File Navigator (Sidebar) — a collapsible panel on the left showing the virtual file tree of the current sketch. Files can be added, renamed, and deleted here. Folders are supported to allow organizing complex projects.

Code Editor Panel — the central editing area, powered by CodeMirror. Shows the currently selected file's content.

Preview Panel — on the right (or below, depending on viewport), an <iframe> that shows the running sketch.

Console Panel — a collapsible panel at the bottom showing console.log output, errors, and warnings from the running sketch.

The layout is rendered using CSS flexbox/grid, with panels being resizable and togglable. The IDEView component uses useSelector and useDispatch hooks from react-redux to wire the UI to the Redux store.

The Preview Iframe Sandbox

The sketch execution architecture is the most elegant part of the system. When a user clicks "Play," the editor does not send code to the server for execution. Instead, it constructs a complete HTML document in memory and loads it into an <iframe> using a blob: URL or srcdoc.

The PreviewFrame component (client/modules/IDE/components/PreviewFrame.jsx) is responsible for this. The process works as follows:

  1. The Redux store holds the current state of all files in the sketch.
  2. When a "run sketch" action is dispatched, a document assembler function collects all files from the Redux store.
  3. It constructs a full HTML document: the index.html file is used as the base (or a default template if none exists), and <script> and <link> tags are injected to include the p5.js library at the version the user has selected, plus all the user's .js and .css files.
  4. The assembled HTML string is set as the srcdoc attribute of a sandboxed <iframe>.
  5. The iframe runs in isolation, with access to the DOM, Canvas API, Web Audio API, and everything else a browser offers — but is sandboxed from the parent page for security.

This architecture means:

To support multiple p5.js library versions (the editor lets users select which version of p5.js they want), the list of supported versions is maintained in a p5Versions.js file and the CDN URL for the selected version is injected into the assembled document.

Console interception is handled via a clever communication bridge: the iframe's console.log, console.warn, console.error, and runtime error events are intercepted and posted via postMessage to the parent frame. The PreviewFrame component listens for these messages and dispatches them into the Redux store, where the Console component reads them for display.

The Code Editor: CodeMirror Integration

The code editing experience is built on CodeMirror 5, a mature and highly extensible browser-based code editor. The integration wraps CodeMirror's imperative API within a React component.

The editor is configured with:

The editor also features context-aware autocomplete for p5.js — a Google Summer of Code 2024 contribution — which provides intelligent suggestions for p5.js functions based on the cursor context.

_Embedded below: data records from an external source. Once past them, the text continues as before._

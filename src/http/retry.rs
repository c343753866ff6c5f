//! Retry with exponential backoff
//!
//! Two profiles are used in practice: the API profile wraps every data call
//! and retries anything that is not a client fault; the token-refresh profile
//! wraps OAuth refresh calls and only retries the token endpoint's
//! `rate_limit_exceeded` reply.

use crate::controller::Controller;
use crate::error::{Error, Result};
use std::future::Future;
use std::time::Duration;
use tracing::warn;

/// Configuration for a retry loop
#[derive(Debug, Clone)]
pub struct RetryPolicy {
    pub initial: Duration,
    pub factor: u32,
    pub cap: Duration,
    pub max_attempts: u32,
}

impl RetryPolicy {
    /// Profile for data-plane API calls
    pub fn api() -> Self {
        Self {
            initial: Duration::from_secs(30),
            factor: 2,
            cap: Duration::from_secs(120),
            max_attempts: 100,
        }
    }

    /// Profile for OAuth token refresh
    pub fn token_refresh() -> Self {
        Self {
            initial: Duration::from_secs(1),
            factor: 2,
            cap: Duration::from_secs(30),
            max_attempts: 10,
        }
    }

    /// Minimal delays for tests
    #[cfg(test)]
    pub fn fast() -> Self {
        Self {
            initial: Duration::from_millis(1),
            factor: 2,
            cap: Duration::from_millis(10),
            max_attempts: 5,
        }
    }

    /// Backoff delay before the given retry (0-based attempt index)
    pub fn delay(&self, attempt: u32) -> Duration {
        let factor = self.factor.saturating_pow(attempt);
        std::cmp::min(self.initial.saturating_mul(factor), self.cap)
    }
}

/// Retry `op` under `policy` while `should_retry` accepts the error.
///
/// A 429 reply's `Retry-After` stretches the backoff delay when it exceeds
/// the computed one. Cancellation aborts the wait immediately.
pub async fn with_retry_if<T, F, Fut, P>(
    policy: &RetryPolicy,
    ctl: &Controller,
    should_retry: P,
    mut op: F,
) -> Result<T>
where
    F: FnMut() -> Fut,
    Fut: Future<Output = Result<T>>,
    P: Fn(&Error) -> bool,
{
    let mut attempt = 0;
    loop {
        match op().await {
            Ok(value) => return Ok(value),
            Err(err) => {
                if err.is_cancelled() || !should_retry(&err) {
                    return Err(err);
                }
                attempt += 1;
                if attempt >= policy.max_attempts {
                    return Err(err);
                }

                let mut delay = policy.delay(attempt - 1);
                if let Error::RateLimited {
                    retry_after_seconds,
                } = &err
                {
                    delay = std::cmp::max(delay, Duration::from_secs(*retry_after_seconds));
                }

                warn!(
                    attempt,
                    max_attempts = policy.max_attempts,
                    delay_ms = delay.as_millis() as u64,
                    "retrying after error: {err}"
                );

                tokio::select! {
                    () = tokio::time::sleep(delay) => {}
                    () = ctl.aborted() => return Err(Error::Cancelled),
                }
            }
        }
    }
}

/// Retry with the default predicate: everything retryable except client faults
pub async fn with_retry<T, F, Fut>(policy: &RetryPolicy, ctl: &Controller, op: F) -> Result<T>
where
    F: FnMut() -> Fut,
    Fut: Future<Output = Result<T>>,
{
    with_retry_if(policy, ctl, Error::is_retryable, op).await
}

#[cfg(test)]
mod tests {
    use super::*;
    use std::sync::atomic::{AtomicUsize, Ordering};
    use std::sync::Arc;

    #[test]
    fn test_delay_progression() {
        let policy = RetryPolicy::api();
        assert_eq!(policy.delay(0), Duration::from_secs(30));
        assert_eq!(policy.delay(1), Duration::from_secs(60));
        assert_eq!(policy.delay(2), Duration::from_secs(120));
        // capped
        assert_eq!(policy.delay(3), Duration::from_secs(120));
        assert_eq!(policy.delay(30), Duration::from_secs(120));
    }

    #[test]
    fn test_token_refresh_profile() {
        let policy = RetryPolicy::token_refresh();
        assert_eq!(policy.delay(0), Duration::from_secs(1));
        assert_eq!(policy.delay(4), Duration::from_secs(16));
        assert_eq!(policy.delay(5), Duration::from_secs(30));
        assert_eq!(policy.max_attempts, 10);
    }

    #[tokio::test]
    async fn test_retries_transient_then_succeeds() {
        let attempts = Arc::new(AtomicUsize::new(0));
        let ctl = Controller::new();

        let result = with_retry(&RetryPolicy::fast(), &ctl, || {
            let attempts = Arc::clone(&attempts);
            async move {
                if attempts.fetch_add(1, Ordering::SeqCst) < 2 {
                    Err(Error::http_status(503, "unavailable"))
                } else {
                    Ok(42)
                }
            }
        })
        .await;

        assert_eq!(result.unwrap(), 42);
        assert_eq!(attempts.load(Ordering::SeqCst), 3);
    }

    #[tokio::test]
    async fn test_client_fault_not_retried() {
        let attempts = Arc::new(AtomicUsize::new(0));
        let ctl = Controller::new();

        let result: Result<()> = with_retry(&RetryPolicy::fast(), &ctl, || {
            let attempts = Arc::clone(&attempts);
            async move {
                attempts.fetch_add(1, Ordering::SeqCst);
                Err(Error::http_status(400, "bad filter"))
            }
        })
        .await;

        assert!(result.unwrap_err().is_client_fault());
        assert_eq!(attempts.load(Ordering::SeqCst), 1);
    }

    #[tokio::test]
    async fn test_attempts_exhausted() {
        let attempts = Arc::new(AtomicUsize::new(0));
        let ctl = Controller::new();
        let policy = RetryPolicy::fast();

        let result: Result<()> = with_retry(&policy, &ctl, || {
            let attempts = Arc::clone(&attempts);
            async move {
                attempts.fetch_add(1, Ordering::SeqCst);
                Err(Error::http_status(500, "boom"))
            }
        })
        .await;

        assert!(result.is_err());
        assert_eq!(attempts.load(Ordering::SeqCst), policy.max_attempts as usize);
    }

    #[tokio::test]
    async fn test_custom_predicate() {
        let ctl = Controller::new();
        let attempts = Arc::new(AtomicUsize::new(0));

        // only retry the token endpoint's throttle code
        let pred = |e: &Error| {
            matches!(e, Error::TokenRefresh { code, .. } if code == "rate_limit_exceeded")
        };

        let result: Result<()> = with_retry_if(&RetryPolicy::fast(), &ctl, pred, || {
            let attempts = Arc::clone(&attempts);
            async move {
                attempts.fetch_add(1, Ordering::SeqCst);
                Err(Error::TokenRefresh {
                    code: "invalid_grant".to_string(),
                    message: "revoked".to_string(),
                })
            }
        })
        .await;

        assert!(result.is_err());
        assert_eq!(attempts.load(Ordering::SeqCst), 1);
    }

    #[tokio::test]
    async fn test_cancel_during_backoff() {
        let ctl = Controller::new();
        let slow = RetryPolicy {
            initial: Duration::from_secs(60),
            factor: 2,
            cap: Duration::from_secs(60),
            max_attempts: 3,
        };

        let handle = {
            let ctl = ctl.clone();
            tokio::spawn(async move {
                with_retry(&slow, &ctl, || async {
                    Err::<(), _>(Error::http_status(500, "boom"))
                })
                .await
            })
        };

        tokio::time::sleep(Duration::from_millis(20)).await;
        ctl.abort();

        let result = tokio::time::timeout(Duration::from_millis(500), handle)
            .await
            .unwrap()
            .unwrap();
        assert!(matches!(result, Err(Error::Cancelled)));
    }
}
// Allow common clippy pedantic lints that aren't critical for this codebase
#![allow(clippy::cast_possible_truncation)]
#![allow(clippy::cast_sign_loss)]
#![allow(clippy::cast_lossless)]
#![allow(clippy::too_many_lines)]
#![allow(clippy::must_use_candidate)]
#![allow(clippy::items_after_statements)]
#![allow(clippy::match_same_arms)]
#![allow(clippy::needless_pass_by_value)]
#![allow(clippy::module_name_repetitions)]
#![allow(clippy::missing_errors_doc)]
#![allow(clippy::missing_panics_doc)]
#![allow(clippy::doc_markdown)]

//! # Klaviyo Source Connector
//!
//! Incrementally ingests data from the Klaviyo REST API and emits a
//! deterministic stream of records plus periodic state checkpoints as
//! newline-delimited JSON protocol messages.
//!
//! ## Architecture
//!
//! ```text
//! ┌─────────────────────────────────────────────────────────────────┐
//! │                        CLI surface                              │
//! │  spec    check --config    discover --config    read --config   │
//! └───────────────────────────────┬─────────────────────────────────┘
//!                                 │
//! ┌───────────────────────────────┴─────────────────────────────────┐
//! │ Sync Driver: topological order, checkpoints, failure budgets    │
//! └───────┬─────────────────────────────────────────────────────────┘
//!         │ per stream
//! ┌───────┴──────────┬──────────────┬──────────────┬────────────────┐
//! │  Shard Planner   │ Orchestrator │    Spool     │   Paginator    │
//! │  hourly ranges   │ parallel→seq │  disk buffer │  cursor pages  │
//! │  with overlap    │ + dedup      │  + tailing   │                │
//! └──────────────────┴──────────────┴──────┬───────┴────────────────┘
//!                                          │
//! ┌────────────────────────────────────────┴────────────────────────┐
//! │ HTTP: retrying invoker → per-endpoint rate limiter → reqwest    │
//! └─────────────────────────────────────────────────────────────────┘
//! ```

#![warn(clippy::all)]

// ============================================================================
// Module declarations
// ============================================================================

/// Error types for the connector
pub mod error;

/// Common types and helpers
pub mod types;

/// Connector configuration and catalog types
pub mod config;

/// Protocol messages emitted on stdout
pub mod messages;

/// Cooperative cancellation
pub mod controller;

/// HTTP client, auth, retry and rate limiting
pub mod http;

/// Cursor pagination
pub mod pagination;

/// Time-range shard planning
pub mod shard;

/// Disk-spooled producer/consumer buffer
pub mod spool;

/// Parallel-sequential shard orchestration
pub mod orchestrator;

/// Stream implementations
pub mod streams;

/// State management and checkpointing
pub mod state;

/// Sync driver
pub mod driver;

/// Command-line interface
pub mod cli;

// ============================================================================
// Re-exports
// ============================================================================

pub use error::{Error, Result};

/// Crate version
pub const VERSION: &str = env!("CARGO_PKG_VERSION");

/// Crate name
pub const NAME: &str = env!("CARGO_PKG_NAME");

Editor preferences (theme, font size, line numbers, etc.) are persisted in the User document on the server and synced to the Redux store on login.

The Console Component

The Console component (client/modules/IDE/components/Console.jsx) displays the output captured from the sketch's iframe via postMessage. It renders log entries with type-appropriate styling (info, warning, error) and supports clearing the log. The console is built to be accessible, with ARIA live regions so that screen readers announce new console output.

Redux State Management

The Redux store is the single source of truth for all client-side application state. The store is configured in client/store.js using redux-toolkit patterns (or manual createStore + applyMiddleware), with redux-thunk as the async middleware for side effects (API calls).

The root reducer in client/reducers.js combines all feature reducers:

Javascript snippet
// Conceptual structure of the Redux state tree
{
  user: { /* currently logged-in user data, loading/error state */ },
  project: { /* current sketch metadata (name, id, timestamps) */ },
  files: [ /* array of file objects in the current sketch */ ],
  ide: {
    /* UI state: is console open, is sidebar open, is preview playing,
       which file is selected, console messages, error messages */
  },
  preferences: { /* theme, font size, autosave, etc. */ },
  collections: [ /* user's collections */ ],
  sketches: [ /* user's list of sketches (for dashboard) */ ],
  toast: { /* notification messages */ }
}

Each module has its own actions/ and reducers/ directories:

File content updates in the editor are a hot path: every keystroke dispatches an action to update the file's content in the Redux store. Auto-save is then implemented by debouncing a "save project" thunk that fires a PUT /api/projects/:id request to the server after a configurable idle period.

Routing with React Router

Client-side routing is handled by React Router. Key routes include:

Route Component Description
/ IDEView New untitled sketch (anonymous)
/:username/sketches/:sketchId IDEView Load a specific sketch
/:username/sketches Dashboard User's sketch list
/:username/collections Dashboard User's collections
/login LoginView Login page
/signup SignupView Registration page
/reset-password ResetPasswordView Password reset flow
/about AboutView About page
/terms-of-use TermsOfUse Legal page

The server is configured to serve the React app's index.html for all routes that don't match the /api/ prefix, enabling the React Router to handle them client-side. This is the standard SPA pattern.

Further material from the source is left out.